# [EXERCISE GOAL]
Repeat the lines of the data exactly, from the first one through the one that contains "pub fn router(provider: Arc<cognito::Client>)".

■ ■ ■ ■ ■ ■ ■

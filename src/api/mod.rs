use crate::{
    cli::globals::GlobalArgs,
    cognito::{self, sigv4::Credentials},
    APP_USER_AGENT,
};
use anyhow::{Context, Result};
use axum::{
    body::Body,
    extract::MatchedPath,
    http::{header::CONTENT_TYPE, HeaderName, HeaderValue, Method, Request},
    response::Json,
    routing::{get, post},
    Extension, Router,
};
use std::sync::Arc;
use tokio::net::TcpListener;
use tower::ServiceBuilder;
use tower_http::{
    cors::{Any, CorsLayer},
    request_id::PropagateRequestIdLayer,
    set_header::SetRequestHeaderLayer,
    trace::TraceLayer,
};
use tracing::{error, info, info_span, Span};
use ulid::Ulid;
use utoipa::OpenApi;

pub mod handlers;

use self::handlers::types;

#[derive(OpenApi)]
#[openapi(
    info(description = "Stateless authentication gateway for Amazon Cognito user pools"),
    paths(
        handlers::health::health,
        handlers::signup::signup,
        handlers::signin::signin,
        handlers::verify::verify,
    ),
    components(schemas(
        types::SignupRequest,
        types::SignupResponse,
        types::SigninRequest,
        types::TokenResponse,
        types::VerifyRequest,
        types::VerifiedResponse,
        types::ErrorResponse,
    )),
    tags(
        (name = "auth", description = "Cognito-backed authentication flows"),
        (name = "health", description = "Service health"),
    )
)]
struct ApiDoc;

/// The generated `OpenAPI` document.
#[must_use]
pub fn openapi() -> utoipa::openapi::OpenApi {
    ApiDoc::openapi()
}

/// Build the application router around one shared provider client.
#[must_use]
pub fn router(provider: Arc<cognito::Client>) -> Router {
    let cors = CorsLayer::new()
        .allow_headers([CONTENT_TYPE])
        .allow_methods([Method::GET, Method::POST])
        .allow_origin(Any);

    Router::new()
        .route("/health", get(handlers::health::health))
        .route("/signup", post(handlers::signup::signup))
        .route("/signin", post(handlers::signin::signin))
        .route("/verify", post(handlers::verify::verify))
        .route("/api-docs/openapi.json", get(|| async { Json(openapi()) }))
        .layer(
            ServiceBuilder::new()
                .layer(SetRequestHeaderLayer::if_not_present(
                    HeaderName::from_static("x-request-id"),
                    |_req: &_| HeaderValue::from_str(Ulid::new().to_string().as_str()).ok(),
                ))
                .layer(PropagateRequestIdLayer::new(HeaderName::from_static(
                    "x-request-id",
                )))
                .layer(TraceLayer::new_for_http().make_span_with(make_span))
                .layer(cors)
                .layer(Extension(provider)),
        )
}

/// Start the server
/// # Errors
/// Return error if failed to start the server
pub async fn new(port: u16, globals: &GlobalArgs) -> Result<()> {
    let config = cognito::Config {
        client_id: globals.client_id.clone(),
        user_pool_id: globals.user_pool_id.clone(),
        region: globals.region.clone(),
        endpoint: globals.endpoint.clone(),
        credentials: Credentials {
            access_key_id: globals.access_key_id.clone(),
            secret_access_key: globals.secret_access_key.clone(),
            session_token: globals.session_token.clone(),
        },
    };

    let provider = Arc::new(
        cognito::Client::new(APP_USER_AGENT, config).context("Failed to build provider client")?,
    );

    let app = router(provider);

    let listener = TcpListener::bind(format!("::0:{port}")).await?;

    info!("Listening on [::]:{}", port);

    axum::serve(listener, app.into_make_service())
        .with_graceful_shutdown(shutdown_signal())
        .await?;

    Ok(())
}

async fn shutdown_signal() {
    match tokio::signal::ctrl_c().await {
        Ok(()) => info!("Gracefully shutdown"),
        Err(error) => {
            error!("Failed to install shutdown signal handler: {}", error);

            // Without a handler the server runs until killed.
            std::future::pending::<()>().await;
        }
    }
}

fn make_span(request: &Request<Body>) -> Span {
    let request_id = request
        .headers()
        .get("x-request-id")
        .and_then(|val| val.to_str().ok())
        .unwrap_or("none");
    let matched_path = request
        .extensions()
        .get::<MatchedPath>()
        .map_or_else(|| request.uri().path(), MatchedPath::as_str);

    info_span!(
        "http.request",
        http.method = %request.method(),
        http.route = matched_path,
        request_id
    )
}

■ ■ ■ ■ ■ ■ ■

# [WRITTEN SOLUTION]
filename src/api/mod.rs
use crate::{
    cli::globals::GlobalArgs,
    cognito::{self, sigv4::Credentials},
    APP_USER_AGENT,
};
use anyhow::{Context, Result};
use axum::{
    body::Body,
    extract::MatchedPath,
    http::{header::CONTENT_TYPE, HeaderName, HeaderValue, Method, Request},
    response::Json,
    routing::{get, post},
    Extension, Router,
};
use std::sync::Arc;
use tokio::net::TcpListener;
use tower::ServiceBuilder;
use tower_http::{
    cors::{Any, CorsLayer},
    request_id::PropagateRequestIdLayer,
    set_header::SetRequestHeaderLayer,
    trace::TraceLayer,
};
use tracing::{error, info, info_span, Span};
use ulid::Ulid;
use utoipa::OpenApi;

pub mod handlers;

use self::handlers::types;

#[derive(OpenApi)]
#[openapi(
    info(description = "Stateless authentication gateway for Amazon Cognito user pools"),
    paths(
        handlers::health::health,
        handlers::signup::signup,
        handlers::signin::signin,
        handlers::verify::verify,
    ),
    components(schemas(
        types::SignupRequest,
        types::SignupResponse,
        types::SigninRequest,
        types::TokenResponse,
        types::VerifyRequest,
        types::VerifiedResponse,
        types::ErrorResponse,
    )),
    tags(
        (name = "auth", description = "Cognito-backed authentication flows"),
        (name = "health", description = "Service health"),
    )
)]
struct ApiDoc;

/// The generated `OpenAPI` document.
#[must_use]
pub fn openapi() -> utoipa::openapi::OpenApi {
    ApiDoc::openapi()
}

/// Build the application router around one shared provider client.
#[must_use]
pub fn router(provider: Arc<cognito::Client>) -> Router {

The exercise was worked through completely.